But the school district refused to stand up to a mob of students, parents and alumni from Lynbrook who prefer that judges execute mob justice than constitutional justice.

We covered the mob campaign against Persky from the start of his six-month sentence handed down on Stanford University student Brock Turner, who was convicted of sexually assaulting an unconscious student.

Defense lawyers quickly cautioned that the sentence was harsher than laymen realized, including lifetime registration as a sex offender, easy-to-violate probation and placement in a prison with a reputation for murdering inmates.

The claim that Persky was easy on men quickly fell apart: He had followed the recommendation of a female probation officer in Turner’s sentence, and the female victim (below) testified that she didn’t want Turner to go to prison.

(Chanel Miller recently outed herself as the formerly anonymous victim, ahead of a memoir to be published this month. Her 2015 statement that Turner “doesn’t need to be behind bars” does not appear to have been mentioned in media coverage.)

MORE: Turner’s victim didn’t want him to go to jail

Stanford law alumni condemned the Stanford law professor, Michele Dauber, who started the campaign to recall Persky from the bench.

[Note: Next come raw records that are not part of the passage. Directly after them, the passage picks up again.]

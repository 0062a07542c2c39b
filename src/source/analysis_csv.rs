//! 分析结果文件
//!
//! - [`AnalysisCsvWriter`]：逐块追加写出分析结果CSV，首次写入时截断已有文件并写表头
//! - [`read_analysis_csv`]：读回分析结果（噪声分析使用），可附加纳米位移列
//! - [`FitResultsWriter`]：逐行拟合细节（最优参数、协方差）以 JSON lines 归档

use chrono::NaiveDateTime;
use serde::{Deserialize, Serialize};
use std::fs::File;
use std::io::{BufWriter, Write};
use std::path::{Path, PathBuf};

use crate::core::cycle_annotator::{CycleLabel, Direction};
use crate::core::least_squares::CurveFitResult;
use crate::core::profile::AnalysisRow;
use crate::error::{OdmError, OdmResult, format_error};
use crate::processing::pipeline::AnalysisSink;
use crate::source::raw_csv::parse_timestamp;
use crate::tools::utils::units;

/// 输出时间戳格式（小数秒按精度自动取3/6/9位）
const TIMESTAMP_FORMAT: &str = "%Y-%m-%d %H:%M:%S%.f";

const BASE_COLUMNS: [&str; 8] = [
    "timestamp",
    "relativeTime",
    "cycleNumber",
    "direction",
    "actuatorVoltage",
    "displacement",
    "displacement_mp",
    "chiSquare_mp",
];

const REFERENCE_COLUMNS: [&str; 2] = ["displacement_ref", "chiSquare_ref"];

/// 分析结果CSV写出端
///
/// 是否包含参考峰列由第一次写入的数据决定，之后保持不变。
#[derive(Debug)]
pub struct AnalysisCsvWriter {
    path: PathBuf,
    writer: Option<csv::Writer<File>>,
    with_reference: bool,
    rows_written: usize,
}

impl AnalysisCsvWriter {
    pub fn new(path: impl Into<PathBuf>) -> Self {
        Self {
            path: path.into(),
            writer: None,
            with_reference: false,
            rows_written: 0,
        }
    }

    pub fn path(&self) -> &Path {
        &self.path
    }

    pub fn rows_written(&self) -> usize {
        self.rows_written
    }

    /// 首次写入时创建文件（截断已有内容）并写表头
    fn ensure_open(&mut self, with_reference: bool) -> OdmResult<()> {
        if self.writer.is_some() {
            return Ok(());
        }
        let mut writer = csv::Writer::from_path(&self.path)?;
        let header = BASE_COLUMNS
            .iter()
            .chain(REFERENCE_COLUMNS.iter().filter(|_| with_reference));
        writer.write_record(header)?;
        self.with_reference = with_reference;
        self.writer = Some(writer);
        Ok(())
    }
}

fn row_fields(row: &AnalysisRow, with_reference: bool) -> Vec<String> {
    let mut fields = vec![
        row.record.timestamp.format(TIMESTAMP_FORMAT).to_string(),
        row.record.relative_time.to_string(),
        row.label.cycle_number.to_string(),
        row.label.direction.as_str().to_string(),
        row.record.actuator_voltage.to_string(),
        row.displacement.to_string(),
        row.displacement_mp().to_string(),
        row.chi_square_mp().to_string(),
    ];
    if with_reference {
        let optional = |v: Option<f64>| v.map(|v| v.to_string()).unwrap_or_default();
        fields.push(optional(row.displacement_ref()));
        fields.push(optional(row.chi_square_ref()));
    }
    fields
}

impl AnalysisSink for AnalysisCsvWriter {
    fn write_rows(&mut self, rows: &[AnalysisRow]) -> OdmResult<()> {
        let Some(first) = rows.first() else {
            return Ok(());
        };
        self.ensure_open(first.reference.is_some())?;
        let with_reference = self.with_reference;
        let Some(writer) = self.writer.as_mut() else {
            return Err(OdmError::ResourceError("分析结果文件未打开".to_string()));
        };
        for row in rows {
            writer.write_record(row_fields(row, with_reference))?;
        }
        writer.flush()?;
        self.rows_written += rows.len();
        Ok(())
    }

    fn finish(&mut self) -> OdmResult<()> {
        if let Some(writer) = self.writer.as_mut() {
            writer.flush()?;
        }
        Ok(())
    }
}

/// 读回的分析结果行
#[derive(Debug, Clone, PartialEq)]
pub struct AnalysisRecord {
    pub timestamp: NaiveDateTime,
    pub relative_time: f64,
    pub label: CycleLabel,
    pub actuator_voltage: f64,
    pub displacement: f64,
    pub displacement_mp: f64,
    pub chi_square_mp: f64,
    pub displacement_ref: Option<f64>,
    pub chi_square_ref: Option<f64>,
    /// `displacement × px_to_nm`（提供换算系数时）
    pub displacement_nm: Option<f64>,
}

#[derive(Debug, Deserialize)]
struct RawAnalysisRecord {
    timestamp: String,
    #[serde(rename = "relativeTime")]
    relative_time: f64,
    #[serde(rename = "cycleNumber")]
    cycle_number: u32,
    direction: String,
    #[serde(rename = "actuatorVoltage")]
    actuator_voltage: f64,
    displacement: f64,
    displacement_mp: f64,
    #[serde(rename = "chiSquare_mp")]
    chi_square_mp: f64,
    #[serde(default)]
    displacement_ref: Option<f64>,
    #[serde(default, rename = "chiSquare_ref")]
    chi_square_ref: Option<f64>,
}

impl RawAnalysisRecord {
    fn into_record(self, px_to_nm: Option<f64>) -> OdmResult<AnalysisRecord> {
        Ok(AnalysisRecord {
            timestamp: parse_timestamp(&self.timestamp)?,
            relative_time: self.relative_time,
            label: CycleLabel {
                direction: self.direction.parse::<Direction>()?,
                cycle_number: self.cycle_number,
            },
            actuator_voltage: self.actuator_voltage,
            displacement: self.displacement,
            displacement_mp: self.displacement_mp,
            chi_square_mp: self.chi_square_mp,
            displacement_ref: self.displacement_ref,
            chi_square_ref: self.chi_square_ref,
            displacement_nm: px_to_nm.map(|nm_per_px| units::px_to_nm(self.displacement, nm_per_px)),
        })
    }
}

/// 读取分析结果CSV
pub fn read_analysis_csv(path: &Path, px_to_nm: Option<f64>) -> OdmResult<Vec<AnalysisRecord>> {
    let mut reader = csv::ReaderBuilder::new()
        .has_headers(true)
        .from_path(path)?;
    reader
        .deserialize::<RawAnalysisRecord>()
        .enumerate()
        .map(|(i, raw)| {
            raw.map_err(OdmError::from)
                .and_then(|raw| raw.into_record(px_to_nm))
                .map_err(|e| format_error(&format!("{} 第 {} 行", path.display(), i + 2), e))
        })
        .collect()
}

// ========== 拟合细节归档 ==========

/// 可序列化的单峰拟合细节
///
/// JSON 无法表示非有限浮点数，协方差中的 ±inf/NaN 写为 `null`。
#[derive(Debug, Clone, PartialEq, Serialize, Deserialize)]
pub struct ArchivedCurveFit {
    pub optimal_parameters: Vec<f64>,
    pub covariance: Vec<Vec<Option<f64>>>,
    pub chi_square: f64,
    pub function_evals: usize,
}

impl From<&CurveFitResult> for ArchivedCurveFit {
    fn from(fit: &CurveFitResult) -> Self {
        let covariance = fit
            .covariance
            .row_iter()
            .map(|row| row.iter().map(|&v| v.is_finite().then_some(v)).collect())
            .collect();
        Self {
            optimal_parameters: fit.optimal_parameters.clone(),
            covariance,
            chi_square: fit.chi_square,
            function_evals: fit.function_evals,
        }
    }
}

/// 归档中的一行
#[derive(Debug, Clone, PartialEq, Serialize, Deserialize)]
pub struct FitResultsEntry {
    pub timestamp: NaiveDateTime,
    pub moving: ArchivedCurveFit,
    #[serde(default, skip_serializing_if = "Option::is_none")]
    pub reference: Option<ArchivedCurveFit>,
}

impl From<&AnalysisRow> for FitResultsEntry {
    fn from(row: &AnalysisRow) -> Self {
        Self {
            timestamp: row.record.timestamp,
            moving: ArchivedCurveFit::from(&row.moving.curve_fit),
            reference: row
                .reference
                .as_ref()
                .map(|r| ArchivedCurveFit::from(&r.curve_fit)),
        }
    }
}

/// 拟合细节归档写出端（JSON lines，首次写入时截断已有文件）
#[derive(Debug)]
pub struct FitResultsWriter {
    path: PathBuf,
    writer: Option<BufWriter<File>>,
}

impl FitResultsWriter {
    pub fn new(path: impl Into<PathBuf>) -> Self {
        Self {
            path: path.into(),
            writer: None,
        }
    }

    pub fn path(&self) -> &Path {
        &self.path
    }
}

impl AnalysisSink for FitResultsWriter {
    fn write_rows(&mut self, rows: &[AnalysisRow]) -> OdmResult<()> {
        if rows.is_empty() {
            return Ok(());
        }
        let writer = match self.writer.take() {
            Some(w) => w,
            None => BufWriter::new(File::create(&self.path)?),
        };
        let writer = self.writer.insert(writer);
        for row in rows {
            serde_json::to_writer(&mut *writer, &FitResultsEntry::from(row))?;
            writer.write_all(b"\n")?;
        }
        // 监视模式下进程可能随时被中断，每块落盘
        writer.flush()?;
        Ok(())
    }

    fn finish(&mut self) -> OdmResult<()> {
        if let Some(writer) = self.writer.as_mut() {
            writer.flush()?;
        }
        Ok(())
    }
}

/// 读取拟合细节归档
pub fn read_fit_results(path: &Path) -> OdmResult<Vec<FitResultsEntry>> {
    let content = std::fs::read_to_string(path)?;
    content
        .lines()
        .filter(|line| !line.trim().is_empty())
        .map(|line| serde_json::from_str(line).map_err(OdmError::from))
        .collect()
}

#[cfg(test)]
mod tests {
    use super::*;
    use nalgebra::DMatrix;

    fn temp_file(name: &str) -> PathBuf {
        std::env::temp_dir().join(format!("odm_analysis_csv_{}_{name}", std::process::id()))
    }

    #[test]
    fn test_non_finite_covariance_is_archived_as_null() {
        let fit = CurveFitResult {
            optimal_parameters: vec![1.0, 2.0],
            covariance: DMatrix::from_row_slice(2, 2, &[0.5, f64::INFINITY, f64::NAN, 0.25]),
            chi_square: 3.0,
            function_evals: 17,
        };
        let archived = ArchivedCurveFit::from(&fit);
        assert_eq!(
            archived.covariance,
            vec![vec![Some(0.5), None], vec![None, Some(0.25)]]
        );

        let json = serde_json::to_string(&archived).unwrap();
        assert!(json.contains("null"));
        let back: ArchivedCurveFit = serde_json::from_str(&json).unwrap();
        assert_eq!(back, archived);
    }

    #[test]
    fn test_read_analysis_csv_without_reference_columns() {
        let path = temp_file("no_ref.csv");
        std::fs::write(
            &path,
            "timestamp,relativeTime,cycleNumber,direction,actuatorVoltage,displacement,displacement_mp,chiSquare_mp\n\
             2014-01-21 14:03:07.250,0,1,forward,0,1.5,1.5,0.02\n\
             2014-01-21 14:03:07.260,0.01,1,backward,0.5,1.25,1.25,0.03\n",
        )
        .unwrap();

        let records = read_analysis_csv(&path, Some(4.0)).unwrap();
        assert_eq!(records.len(), 2);
        assert_eq!(records[1].label.direction, Direction::Backward);
        assert_eq!(records[1].displacement_ref, None);
        assert_eq!(records[0].displacement_nm, Some(6.0));
        assert_eq!(records[1].displacement_nm, Some(5.0));

        let without_scale = read_analysis_csv(&path, None).unwrap();
        assert!(without_scale.iter().all(|r| r.displacement_nm.is_none()));

        std::fs::remove_file(&path).ok();
    }

    #[test]
    fn test_read_analysis_csv_reports_bad_row() {
        let path = temp_file("bad_dir.csv");
        std::fs::write(
            &path,
            "timestamp,relativeTime,cycleNumber,direction,actuatorVoltage,displacement,displacement_mp,chiSquare_mp\n\
             2014-01-21 14:03:07.250,0,1,sideways,0,1.5,1.5,0.02\n",
        )
        .unwrap();

        let err = read_analysis_csv(&path, None).unwrap_err();
        assert!(matches!(err, OdmError::FormatError(_)));
        assert!(err.to_string().contains("第 2 行"), "{err}");

        std::fs::remove_file(&path).ok();
    }
}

The local bar association denounced the recall effort, as did the dean of the University of California-Berkeley’s law school.

A liberal legal writer said the campaign against Persky was particularly dumb because he’s a “progressive” who favors rehabilitation and has handed down similar sentences “across racial and class lines.”

The successful recall, which included vandalism against recall opponents, will likely lead to harsher sentences on far less privileged defendants in the runup to elections, a result that should horrify progressives and make them think twice about illiberal campaigns against the judiciary.

The school district had no idea that Persky had handed down the Turner sentence, spokesperson Rachel Zlotzviver told the Times:

The longtime jurist was hired after applying for the open coaching position over the summer. He “successfully completed all of the district’s hiring requirements before starting as a coach, including a fingerprint background check,” Zlotzviver said.

Persky confirmed the Sept. 11 firing in a statement to NBC Bay Area, saying that Superintendent Polly Bove “explained that she was motivated by a desire to protect the players from the potentially intrusive media attention related to my hiring.” He called it a “privilege to coach the team, if only for a short time.”

The cowardly school and district refused to even admit that it fired Persky, saying his employment “has ended” and that parting ways is “in the best interest of our students and school community.”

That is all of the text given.